Alternative mechanisms of action for the apoptotic activity of terpenoid-like chalcone derivatives

Abstract

Apoptosis is a defense mechanism against pre-cancerous and infected cells. Although the applicability of β-ionone against diverse cancer cell lines has been exhaustively investigated, the apoptotic activity of terpenoid-like chalcones, as well as their mechanisms of action, is not well understood. Here we present a new terpenoid-like chalcone derivative (I) and its biological potential against HL-60 (leukemia), HCT-116 (colon), and SNB-19 (glioblastoma) cancer cell lines. Compound I showed cytotoxicity against over 90% of the tested cell lines. However, I has an IC₅₀ slightly higher than doxorubicin, a DNA-binding cancer drug, which motivated us to investigate an alternative mechanism of action for I other than DNA-mediated. We performed an in silico structure-based pharmacophoric screening against various proteins, which indicated mitogen-activated protein kinase 5 (MAP3K5) as a potential protein target. Compound I was docked within its active site and was predicted to bind MAP3K5 with a comparable affinity to IM6, a cocrystallized ligand.
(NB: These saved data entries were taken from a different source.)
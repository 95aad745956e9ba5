pub mod comments;
pub mod engine;
pub mod mapper;
pub mod package;
pub mod xml;
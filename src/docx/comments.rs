use crate::docx::xml::{NodeId, XmlTree};
use crate::error::RedlineError;

/// Initials for the comment record: first letter of each word, at most
/// three, uppercased.
pub fn initials_for(author: &str) -> String {
    let mut out = String::new();
    for word in author.split_whitespace() {
        if let Some(ch) = word.chars().find(|c| c.is_alphanumeric()) {
            out.extend(ch.to_uppercase());
        }
        if out.chars().count() >= 3 {
            break;
        }
    }
    if out.is_empty() {
        out.push('?');
    }
    out
}

/// Next free comment id: one past the maximum `w:id` in the comments part.
pub fn next_comment_id(comments: &XmlTree) -> u64 {
    let Some(root) = comments.root_element() else {
        return 0;
    };
    let mut max: Option<u64> = None;
    for &child in comments.children(root) {
        if comments.elem_name(child) != Some("w:comment") {
            continue;
        }
        if let Some(id) = comments
            .get_attr(child, "w:id")
            .and_then(|v| v.parse::<u64>().ok())
        {
            max = Some(max.map_or(id, |m| m.max(id)));
        }
    }
    max.map_or(0, |m| m + 1)
}

/// Appends a `w:comment` record, one paragraph per line of `body`.
pub fn append_comment(
    comments: &mut XmlTree,
    id: u64,
    author: &str,
    initials: &str,
    date: &str,
    body: &str,
) -> Result<(), RedlineError> {
    let root = comments.root_element().ok_or_else(|| {
        RedlineError::CommentPartWriteFailure("comments part has no root".to_string())
    })?;
    let comment = comments.new_element("w:comment");
    comments.set_attr(comment, "w:id", &id.to_string());
    comments.set_attr(comment, "w:author", author);
    comments.set_attr(comment, "w:initials", initials);
    comments.set_attr(comment, "w:date", date);
    for line in body.split('\n') {
        let p = comments.new_element("w:p");
        let r = comments.new_element("w:r");
        let t = comments.new_element("w:t");
        comments.set_text_content(t, line);
        if line != line.trim() {
            comments.set_attr(t, "xml:space", "preserve");
        }
        comments.push_child(r, t);
        comments.push_child(p, r);
        comments.push_child(comment, p);
    }
    comments.push_child(root, comment);
    Ok(())
}

/// Brackets an applied edit's elements with comment range markers and drops
/// a reference run after the end marker.
///
/// `first`/`last` are the outermost elements the edit emitted (`w:ins` /
/// `w:del` wrappers), each paired with its parent; `last_run` is the run
/// whose properties the reference run inherits.
pub fn anchor_comment(
    tree: &mut XmlTree,
    id: u64,
    first: (NodeId, NodeId),
    last: (NodeId, NodeId),
    last_run: NodeId,
) -> Result<(), RedlineError> {
    let (first_parent, first_el) = first;
    let (last_parent, last_el) = last;

    let start = tree.new_marker("w:commentRangeStart");
    tree.set_attr(start, "w:id", &id.to_string());
    if !tree.insert_before(first_parent, first_el, start) {
        return Err(RedlineError::Structure(
            "comment range start anchor is detached".to_string(),
        ));
    }

    let end = tree.new_marker("w:commentRangeEnd");
    tree.set_attr(end, "w:id", &id.to_string());
    if !tree.insert_after(last_parent, last_el, end) {
        return Err(RedlineError::Structure(
            "comment range end anchor is detached".to_string(),
        ));
    }

    let reference_run = tree.new_element("w:r");
    if let Some(rpr) = tree.first_child_named(last_run, "w:rPr") {
        let rpr_clone = tree.deep_clone(rpr);
        tree.push_child(reference_run, rpr_clone);
    }
    let reference = tree.new_marker("w:commentReference");
    tree.set_attr(reference, "w:id", &id.to_string());
    tree.push_child(reference_run, reference);
    if !tree.insert_after(last_parent, end, reference_run) {
        return Err(RedlineError::Structure(
            "comment reference anchor is detached".to_string(),
        ));
    }
    Ok(())
}
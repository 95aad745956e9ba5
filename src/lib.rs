pub mod diff;
pub mod docx;
pub mod error;
pub mod models;
pub mod progress;

use chrono::{DateTime, Utc};

pub use docx::package::Document;
pub use error::RedlineError;
pub use models::{Edit, EditOperation, Report, SkipReason};

/// Opens a word-processing archive for one open -> apply -> save cycle.
pub fn open_document(bytes: &[u8]) -> Result<Document, RedlineError> {
    Document::open(bytes)
}

/// Materializes `edits` as tracked changes attributed to `author` at `now`.
pub fn apply_edits(
    doc: &mut Document,
    edits: &[Edit],
    author: &str,
    now: DateTime<Utc>,
) -> Result<Report, RedlineError> {
    docx::engine::apply_edits(doc, edits, author, now)
}

/// Serializes the document; untouched parts come back byte-for-byte.
pub fn save_document(doc: &Document) -> Result<Vec<u8>, RedlineError> {
    doc.save()
}
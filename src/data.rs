//! Byte sources a layout binds to.
//!
//! Everything the engine reads or writes goes through [`DataProvider`], so a
//! layout works the same over an in-memory buffer and over any seekable
//! stream (a file, a `Cursor`, a socket wrapper implementing `Seek`).

use std::io::{Read, Seek, SeekFrom, Write};

use crate::err::{Error, Result};

/// Random-access byte source backing a bound layout.
///
/// Methods take `&mut self` because stream-backed providers have to seek.
pub trait DataProvider {
    /// Total number of bytes available.
    fn len(&mut self) -> Result<u64>;

    fn is_empty(&mut self) -> Result<bool> {
        Ok(self.len()? == 0)
    }

    /// Reads exactly `len` bytes starting at `address`.
    fn read_at(&mut self, address: u64, len: usize) -> Result<Vec<u8>>;

    /// Writes `bytes` starting at `address`, growing the source if it
    /// supports that.
    fn write_at(&mut self, address: u64, bytes: &[u8]) -> Result<()>;

    /// The entire byte source as one buffer.
    fn read_all(&mut self) -> Result<Vec<u8>> {
        let len = self.len()?;
        self.read_at(0, len as usize)
    }
}

/// A growable in-memory byte source. Writes past the end zero-fill the gap.
#[derive(Debug, Default, Clone, PartialEq, Eq)]
pub struct BufferDataProvider {
    buf: Vec<u8>,
}

impl BufferDataProvider {
    pub fn new(buf: Vec<u8>) -> Self {
        BufferDataProvider { buf }
    }

    pub fn zeroed(len: usize) -> Self {
        BufferDataProvider { buf: vec![0; len] }
    }

    pub fn as_slice(&self) -> &[u8] {
        &self.buf
    }

    pub fn into_inner(self) -> Vec<u8> {
        self.buf
    }
}

impl DataProvider for BufferDataProvider {
    fn len(&mut self) -> Result<u64> {
        Ok(self.buf.len() as u64)
    }

    fn read_at(&mut self, address: u64, len: usize) -> Result<Vec<u8>> {
        let start = address as usize;
        let end = start.checked_add(len);
        match end {
            Some(end) if end <= self.buf.len() => Ok(self.buf[start..end].to_vec()),
            _ => Err(Error::OutOfBounds {
                address,
                len,
                available: self.buf.len() as u64,
            }),
        }
    }

    fn write_at(&mut self, address: u64, bytes: &[u8]) -> Result<()> {
        let start = address as usize;
        let end = start + bytes.len();
        if end > self.buf.len() {
            self.buf.resize(end, 0);
        }
        self.buf[start..end].copy_from_slice(bytes);
        Ok(())
    }
}

/// A byte source backed by any seekable stream.
pub struct IoDataProvider<T: Read + Write + Seek> {
    inner: T,
}

impl<T: Read + Write + Seek> IoDataProvider<T> {
    pub fn new(inner: T) -> Self {
        IoDataProvider { inner }
    }

    pub fn into_inner(self) -> T {
        self.inner
    }
}

impl<T: Read + Write + Seek> DataProvider for IoDataProvider<T> {
    fn len(&mut self) -> Result<u64> {
        Ok(self.inner.seek(SeekFrom::End(0))?)
    }

    fn read_at(&mut self, address: u64, len: usize) -> Result<Vec<u8>> {
        let available = self.len()?;
        if address.checked_add(len as u64).is_none_or(|end| end > available) {
            return Err(Error::OutOfBounds {
                address,
                len,
                available,
            });
        }
        self.inner.seek(SeekFrom::Start(address))?;
        let mut buf = vec![0; len];
        self.inner.read_exact(&mut buf)?;
        Ok(buf)
    }

    fn write_at(&mut self, address: u64, bytes: &[u8]) -> Result<()> {
        self.inner.seek(SeekFrom::Start(address))?;
        self.inner.write_all(bytes)?;
        Ok(())
    }
}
Finally, we describe the reaction of a reduced glutathione adduct (GSH) with compound I and previously published derivatives bearing the substitutions 4-chloro (II), 4-bromo (III), and 4-nitro (IV) using HPLC-MS. We show that these are rapid reactions and that the products are stable for up to 24 h. Here, we suggest two alternative mechanisms (MAP3K5 inhibition and thiol reactivity) for the biological potential of a series of terpenoid-like chalcone derivatives. We anticipate that these findings can be explored to design additional derivatives with even more robust apoptotic activity.